When we asked the general public who they would most like to read about, from a choice of the entire comedy world, you cried as with one voice: "Please, tell us about Simon Pegg and Jessica Stevenson!" And who are we to argue? Simon and Jess are currently - perhaps literally, as you read this - writing the greatly anticipated second series of Spaced, which is due to be broadcast in Spring 2001. Armed with questions from you - the comedy-loving public - we travelled to the Spaced offices in Kilburn to talk to Simon about Spaced, the nature of fame, the boundaries of comedy, and his socks.
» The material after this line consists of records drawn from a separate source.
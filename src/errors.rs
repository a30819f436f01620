use thiserror::Error;

/// Errors that can occur while serving requests or talking to the store.
#[derive(Error, Debug)]
pub enum SalesAgentError {
    #[error("database error: {message} (operation: {operation})")]
    Database { message: String, operation: String },

    #[error("config error: {message}")]
    Config { message: String },

    #[error("io error: {0}")]
    Io(#[from] std::io::Error),

    #[error("sqlite error: {0}")]
    Sqlite(#[from] rusqlite::Error),

    #[error("json error: {0}")]
    Json(#[from] serde_json::Error),
}

/// Convenience alias for results using `SalesAgentError`.
pub type Result<T> = std::result::Result<T, SalesAgentError>;

/// Failure raised by a tool's `execute`.
///
/// Domain problems (bad arguments, missing rows) are not errors at all: tools
/// encode them as a `{"status":"error"}` payload. This type only covers the
/// two ways a call can actually fail.
#[derive(Error, Debug)]
pub enum ToolError {
    /// The tool gave up on this call but the server is healthy. Reported to
    /// the client inside the result with `isError: true`.
    #[error("{0}")]
    Execution(String),

    /// Something underneath the tool broke. Propagates to the transport loop,
    /// which logs it and sends no reply for the request.
    #[error(transparent)]
    Fault(#[from] SalesAgentError),
}

impl ToolError {
    pub fn execution(message: impl Into<String>) -> Self {
        Self::Execution(message.into())
    }
}
//! The effective-status state machine — computed, never stored.
//!
//! This is the single source of truth for "is this obligation late". Both UI
//! projections and notification-policy evaluation must go through
//! [`effective_status`]; nothing else in the system is allowed to compare
//! due dates against the clock.

use chrono::NaiveDate;
use serde::{Deserialize, Serialize};

use crate::occurrence::StoredStatus;

/// The status of an obligation as of a given day.
#[derive(Debug, Clone, Copy, PartialEq, Eq, Serialize, Deserialize)]
#[serde(tag = "status", rename_all = "snake_case")]
pub enum EffectiveStatus {
  /// Terminal: a paid obligation is never downgraded, even if the recorded
  /// payment predates the due date.
  Paid,
  /// Terminal.
  Canceled,
  /// Pending and past due. `days_overdue` is always ≥ 1 — an obligation due
  /// today is `Pending { days_until_due: 0 }`, not overdue.
  Overdue { days_overdue: u32 },
  /// Pending with the due date today or in the future.
  Pending { days_until_due: u32 },
}

impl EffectiveStatus {
  pub fn is_overdue(&self) -> bool { matches!(self, Self::Overdue { .. }) }

  pub fn is_open(&self) -> bool {
    matches!(self, Self::Pending { .. } | Self::Overdue { .. })
  }
}

/// Compute the effective status of an obligation from its stored fields and
/// the current day.
pub fn effective_status(
  stored: StoredStatus,
  due_date: NaiveDate,
  today: NaiveDate,
) -> EffectiveStatus {
  match stored {
    StoredStatus::Paid => EffectiveStatus::Paid,
    StoredStatus::Canceled => EffectiveStatus::Canceled,
    StoredStatus::Pending => {
      let days = (today - due_date).num_days();
      if days > 0 {
        EffectiveStatus::Overdue {
          days_overdue: days as u32,
        }
      } else {
        EffectiveStatus::Pending {
          days_until_due: (-days) as u32,
        }
      }
    }
  }
}
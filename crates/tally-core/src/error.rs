//! Error types for `tally-core`.

use thiserror::Error;

use crate::policy::PolicyConfigError;

#[derive(Debug, Error)]
pub enum Error {
  #[error("recurrence interval must be at least 1, got {0}")]
  InvalidInterval(u32),

  #[error("a series may be bounded by installments_total or recurrence_until, not both")]
  ConflictingSeriesBounds,

  #[error("computed due date is out of the representable calendar range")]
  DateOutOfRange,

  #[error("invalid notification policy: {0}")]
  InvalidPolicy(#[from] PolicyConfigError),
}

pub type Result<T, E = Error> = std::result::Result<T, E>;
//! Core types and trait definitions for the tally recurring-finance engine.
//!
//! This crate is deliberately free of HTTP and database dependencies.
//! All other crates depend on it; it depends on nothing proprietary.

pub mod clock;
pub mod dedup;
pub mod eligibility;
pub mod error;
pub mod goal;
pub mod notification;
pub mod occurrence;
pub mod policy;
pub mod recurrence;
pub mod series;
pub mod status;
pub mod store;

pub use error::{Error, Result};
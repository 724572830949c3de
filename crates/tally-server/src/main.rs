//! tally server binary.
//!
//! Reads `config.toml` (or the path specified with `--config`), opens an
//! in-process SQLite store, starts the materialisation and alert loops, and
//! serves the admin API over HTTP.

use std::{
  path::{Path, PathBuf},
  sync::Arc,
};

use anyhow::Context as _;
use clap::Parser;
use tally_core::clock::SystemClock;
use tally_engine::sender::TracingSender;
use tally_server::ServerConfig;
use tally_store_sqlite::SqliteStore;
use tokio::net::TcpListener;
use tracing::level_filters::LevelFilter;
use tracing_subscriber::EnvFilter;

#[derive(Parser)]
#[command(author, version, about = "Tally recurring-transaction server")]
struct Cli {
  /// Path to the TOML configuration file.
  #[arg(short, long, default_value = "config.toml")]
  config: PathBuf,

  /// Override the SQLite database path from the config file.
  #[arg(long)]
  db: Option<PathBuf>,
}

#[tokio::main]
async fn main() -> anyhow::Result<()> {
  // Initialise tracing.
  tracing_subscriber::fmt()
    .with_env_filter(
      EnvFilter::builder()
        .with_default_directive(LevelFilter::INFO.into())
        .from_env_lossy(),
    )
    .init();

  let cli = Cli::parse();

  // Load configuration.
  let settings = config::Config::builder()
    .add_source(config::File::from(cli.config).required(false))
    .add_source(config::Environment::with_prefix("TALLY"))
    .build()
    .context("failed to read config file")?;

  let mut server_cfg: ServerConfig = settings
    .try_deserialize()
    .context("failed to deserialise ServerConfig")?;
  if let Some(db) = cli.db {
    server_cfg.store_path = db;
  }

  // Expand `~` in store path.
  let store_path = expand_tilde(&server_cfg.store_path);

  // Open SQLite store.
  let store = SqliteStore::open(&store_path)
    .await
    .with_context(|| format!("failed to open store at {store_path:?}"))?;
  let store = Arc::new(store);

  let scheduler = tally_server::build_scheduler(
    Arc::clone(&store),
    Arc::new(SystemClock),
    Arc::new(TracingSender),
    &server_cfg,
  );
  scheduler.start_all();

  let app = tally_server::router(scheduler, store);
  let address = format!("{}:{}", server_cfg.host, server_cfg.port);

  tracing::info!("Listening on http://{address}");
  let listener = TcpListener::bind(&address)
    .await
    .with_context(|| format!("failed to bind {address}"))?;

  axum::serve(listener, app).await.context("server error")?;

  Ok(())
}

/// Expand a leading `~` to the user's home directory.
fn expand_tilde(path: &Path) -> PathBuf {
  let s = path.to_string_lossy();
  if let Some(rest) = s.strip_prefix("~/")
    && let Ok(home) = std::env::var("HOME")
  {
    return PathBuf::from(home).join(rest);
  }
  path.to_path_buf()
}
The first thing you notice on entering the Spaced office is the giant, life-size poster of Tim Bisley and Daisy Steiner. The office is covered in Spaced memorabilia - the walls are host to a lot of the original artwork from the programme. The Bear growls down from one wall, the 'Gods' Third Leg' album cover from another. As we look around, Simon points out the poster designed for Daisy's performance piece 'Rabbit', which didn't make the final edit. At the top of the office, two desks sit facing each other, each with a lap top computer. Beside the desk stands a flip chart with plot lines and suggestions for the fifth episode of the second series. Colin, Daisy's dog, features prominently in this episode, as does Tyres, the clubbing king. But we are sworn to secrecy.

Jess is away today, filming a small part in the new British film being made by 'This Year's Love' director, and she will send her answers to us via email. We leave the Spaced office behind and follow Simon through an extended tour around Kilburn to find a pub that isn't closed.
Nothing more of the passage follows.